> _Work request_: All entries below are to be duplicated verbatim.

──────── Records ────────

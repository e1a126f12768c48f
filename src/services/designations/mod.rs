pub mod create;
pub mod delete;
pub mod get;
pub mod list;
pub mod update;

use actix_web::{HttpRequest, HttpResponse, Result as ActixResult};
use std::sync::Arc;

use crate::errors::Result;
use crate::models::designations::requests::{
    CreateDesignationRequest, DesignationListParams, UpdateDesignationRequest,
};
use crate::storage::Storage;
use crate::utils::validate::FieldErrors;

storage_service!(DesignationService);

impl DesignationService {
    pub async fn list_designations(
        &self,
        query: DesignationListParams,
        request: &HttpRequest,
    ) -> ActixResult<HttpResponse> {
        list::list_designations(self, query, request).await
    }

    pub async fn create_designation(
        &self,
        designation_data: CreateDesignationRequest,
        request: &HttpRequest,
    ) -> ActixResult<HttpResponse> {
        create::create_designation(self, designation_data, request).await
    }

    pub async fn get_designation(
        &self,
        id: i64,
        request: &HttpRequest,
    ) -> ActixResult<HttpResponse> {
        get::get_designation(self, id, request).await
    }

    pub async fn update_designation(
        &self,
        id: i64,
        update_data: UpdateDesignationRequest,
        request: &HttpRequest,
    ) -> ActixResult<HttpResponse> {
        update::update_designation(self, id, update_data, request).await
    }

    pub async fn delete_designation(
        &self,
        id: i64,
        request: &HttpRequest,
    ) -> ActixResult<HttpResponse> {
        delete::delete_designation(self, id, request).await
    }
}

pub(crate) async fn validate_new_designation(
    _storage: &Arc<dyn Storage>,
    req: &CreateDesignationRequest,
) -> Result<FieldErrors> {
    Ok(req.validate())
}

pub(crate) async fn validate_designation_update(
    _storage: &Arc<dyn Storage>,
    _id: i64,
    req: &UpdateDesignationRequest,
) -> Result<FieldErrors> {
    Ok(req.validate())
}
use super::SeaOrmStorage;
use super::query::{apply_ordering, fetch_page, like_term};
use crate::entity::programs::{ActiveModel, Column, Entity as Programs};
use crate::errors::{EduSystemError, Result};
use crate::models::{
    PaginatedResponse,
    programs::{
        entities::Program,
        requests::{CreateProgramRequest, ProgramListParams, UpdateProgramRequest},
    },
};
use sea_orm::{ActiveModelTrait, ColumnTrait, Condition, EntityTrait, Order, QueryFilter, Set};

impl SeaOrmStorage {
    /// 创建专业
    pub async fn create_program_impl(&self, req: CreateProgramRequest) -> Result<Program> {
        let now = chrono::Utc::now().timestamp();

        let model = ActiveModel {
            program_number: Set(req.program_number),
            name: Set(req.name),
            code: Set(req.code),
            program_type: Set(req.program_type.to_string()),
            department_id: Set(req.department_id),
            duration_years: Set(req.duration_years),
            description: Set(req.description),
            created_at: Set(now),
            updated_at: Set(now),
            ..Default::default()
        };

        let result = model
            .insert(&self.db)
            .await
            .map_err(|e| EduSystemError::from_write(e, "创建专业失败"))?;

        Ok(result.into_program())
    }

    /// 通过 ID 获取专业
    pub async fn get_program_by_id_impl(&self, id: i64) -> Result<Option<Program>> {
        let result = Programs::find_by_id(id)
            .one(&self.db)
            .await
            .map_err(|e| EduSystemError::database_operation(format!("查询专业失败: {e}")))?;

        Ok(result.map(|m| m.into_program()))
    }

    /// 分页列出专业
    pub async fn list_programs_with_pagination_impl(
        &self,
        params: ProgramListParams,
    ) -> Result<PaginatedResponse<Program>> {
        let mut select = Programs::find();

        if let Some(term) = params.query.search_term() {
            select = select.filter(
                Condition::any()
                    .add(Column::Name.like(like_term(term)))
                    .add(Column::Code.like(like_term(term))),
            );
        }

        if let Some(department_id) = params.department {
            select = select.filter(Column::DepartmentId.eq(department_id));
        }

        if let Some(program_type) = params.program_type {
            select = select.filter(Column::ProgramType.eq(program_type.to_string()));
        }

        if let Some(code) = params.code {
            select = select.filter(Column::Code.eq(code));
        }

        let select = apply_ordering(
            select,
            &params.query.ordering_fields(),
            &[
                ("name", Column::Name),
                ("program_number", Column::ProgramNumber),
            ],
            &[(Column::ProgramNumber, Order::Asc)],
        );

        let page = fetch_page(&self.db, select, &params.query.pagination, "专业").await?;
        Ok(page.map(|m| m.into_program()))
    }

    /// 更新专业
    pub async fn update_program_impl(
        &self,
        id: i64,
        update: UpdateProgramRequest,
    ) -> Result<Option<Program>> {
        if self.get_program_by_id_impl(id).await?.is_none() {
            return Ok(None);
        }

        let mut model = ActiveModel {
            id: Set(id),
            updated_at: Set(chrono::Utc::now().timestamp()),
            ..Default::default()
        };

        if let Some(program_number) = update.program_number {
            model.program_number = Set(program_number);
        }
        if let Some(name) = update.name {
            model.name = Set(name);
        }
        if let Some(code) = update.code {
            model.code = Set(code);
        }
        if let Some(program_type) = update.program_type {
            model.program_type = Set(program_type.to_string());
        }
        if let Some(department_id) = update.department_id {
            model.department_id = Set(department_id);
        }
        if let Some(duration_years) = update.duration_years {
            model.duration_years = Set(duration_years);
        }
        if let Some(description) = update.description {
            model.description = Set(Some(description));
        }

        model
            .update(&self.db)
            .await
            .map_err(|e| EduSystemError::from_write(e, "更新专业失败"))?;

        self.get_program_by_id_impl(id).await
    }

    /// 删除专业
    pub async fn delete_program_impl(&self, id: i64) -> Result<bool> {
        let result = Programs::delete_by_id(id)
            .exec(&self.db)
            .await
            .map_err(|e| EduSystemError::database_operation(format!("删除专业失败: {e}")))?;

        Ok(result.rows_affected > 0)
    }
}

────────

> _Answer section_:
repository e1a126f12768c48f
filename src/services/designations/mod.rs
pub mod create;
pub mod delete;
pub mod get;
pub mod list;
pub mod update;

use actix_web::{HttpRequest, HttpResponse, Result as ActixResult};
use std::sync::Arc;

use crate::errors::Result;
use crate::models::designations::requests::{
    CreateDesignationRequest, DesignationListParams, UpdateDesignationRequest,
};
use crate::storage::Storage;
use crate::utils::validate::FieldErrors;

storage_service!(DesignationService);

impl DesignationService {
    pub async fn list_designations(
        &self,
        query: DesignationListParams,
        request: &HttpRequest,
    ) -> ActixResult<HttpResponse> {
        list::list_designations(self, query, request).await
    }

    pub async fn create_designation(
        &self,
        designation_data: CreateDesignationRequest,
        request: &HttpRequest,
    ) -> ActixResult<HttpResponse> {
        create::create_designation(self, designation_data, request).await
    }

    pub async fn get_designation(
        &self,
        id: i64,
        request: &HttpRequest,
    ) -> ActixResult<HttpResponse> {
        get::get_designation(self, id, request).await
    }

    pub async fn update_designation(
        &self,
        id: i64,
        update_data: UpdateDesignationRequest,
        request: &HttpRequest,
    ) -> ActixResult<HttpResponse> {
        update::update_designation(self, id, update_data, request).await
    }

    pub async fn delete_designation(
        &self,
        id: i64,
        request: &HttpRequest,
    ) -> ActixResult<HttpResponse> {
        delete::delete_designation(self, id, request).await
    }
}

pub(crate) async fn validate_new_designation(
    _storage: &Arc<dyn Storage>,
    req: &CreateDesignationRequest,
) -> Result<FieldErrors> {
    Ok(req.validate())
}

pub(crate) async fn validate_designation_update(
    _storage: &Arc<dyn Storage>,
    _id: i64,
    req: &UpdateDesignationRequest,
) -> Result<FieldErrors> {
    Ok(req.validate())
}
use super::SeaOrmStorage;
use super::query::{apply_ordering, fetch_page, like_term};
use crate::entity::programs::{ActiveModel, Column, Entity as Programs};
use crate::errors::{EduSystemError, Result};
use crate::models::{
    PaginatedResponse,
    programs::{
        entities::Program,
        requests::{CreateProgramRequest, ProgramListParams, UpdateProgramRequest},
    },
};
use sea_orm::{ActiveModelTrait, ColumnTrait, Condition, EntityTrait, Order, QueryFilter, Set};

impl SeaOrmStorage {
    /// 创建专业
    pub async fn create_program_impl(&self, req: CreateProgramRequest) -> Result<Program> {
        let now = chrono::Utc::now().timestamp();

        let model = ActiveModel {
            program_number: Set(req.program_number),
            name: Set(req.name),
            code: Set(req.code),
            program_type: Set(req.program_type.to_string()),
            department_id: Set(req.department_id),
            duration_years: Set(req.duration_years),
            description: Set(req.description),
            created_at: Set(now),
            updated_at: Set(now),
            ..Default::default()
        };

        let result = model
            .insert(&self.db)
            .await
            .map_err(|e| EduSystemError::from_write(e, "创建专业失败"))?;

        Ok(result.into_program())
    }

    /// 通过 ID 获取专业
    pub async fn get_program_by_id_impl(&self, id: i64) -> Result<Option<Program>> {
        let result = Programs::find_by_id(id)
            .one(&self.db)
            .await
            .map_err(|e| EduSystemError::database_operation(format!("查询专业失败: {e}")))?;

        Ok(result.map(|m| m.into_program()))
    }

    /// 分页列出专业
    pub async fn list_programs_with_pagination_impl(
        &self,
        params: ProgramListParams,
    ) -> Result<PaginatedResponse<Program>> {
        let mut select = Programs::find();

        if let Some(term) = params.query.search_term() {
            select = select.filter(
                Condition::any()
                    .add(Column::Name.like(like_term(term)))
                    .add(Column::Code.like(like_term(term))),
            );
        }

        if let Some(department_id) = params.department {
            select = select.filter(Column::DepartmentId.eq(department_id));
        }

        if let Some(program_type) = params.program_type {
            select = select.filter(Column::ProgramType.eq(program_type.to_string()));
        }

        if let Some(code) = params.code {
            select = select.filter(Column::Code.eq(code));
        }

        let select = apply_ordering(
            select,
            &params.query.ordering_fields(),
            &[
                ("name", Column::Name),
                ("program_number", Column::ProgramNumber),
            ],
            &[(Column::ProgramNumber, Order::Asc)],
        );

        let page = fetch_page(&self.db, select, &params.query.pagination, "专业").await?;
        Ok(page.map(|m| m.into_program()))
    }

    /// 更新专业
    pub async fn update_program_impl(
        &self,
        id: i64,
        update: UpdateProgramRequest,
    ) -> Result<Option<Program>> {
        if self.get_program_by_id_impl(id).await?.is_none() {
            return Ok(None);
        }

        let mut model = ActiveModel {
            id: Set(id),
            updated_at: Set(chrono::Utc::now().timestamp()),
            ..Default::default()
        };

        if let Some(program_number) = update.program_number {
            model.program_number = Set(program_number);
        }
        if let Some(name) = update.name {
            model.name = Set(name);
        }
        if let Some(code) = update.code {
            model.code = Set(code);
        }
        if let Some(program_type) = update.program_type {
            model.program_type = Set(program_type.to_string());
        }
        if let Some(department_id) = update.department_id {
            model.department_id = Set(department_id);
        }
        if let Some(duration_years) = update.duration_years {
            model.duration_years = Set(duration_years);
        }
        if let Some(description) = update.description {
            model.description = Set(Some(description));
        }

        model
            .update(&self.db)
            .await
            .map_err(|e| EduSystemError::from_write(e, "更新专业失败"))?;

        self.get_program_by_id_impl(id).await
    }

    /// 删除专业
    pub async fn delete_program_impl(&self, id: i64) -> Result<bool> {
        let result = Programs::delete_by_id(id)
            .exec(&self.db)
            .await
            .map_err(|e| EduSystemError::database_operation(format!("删除专业失败: {e}")))?;

        Ok(result.rows_affected > 0)
    }
}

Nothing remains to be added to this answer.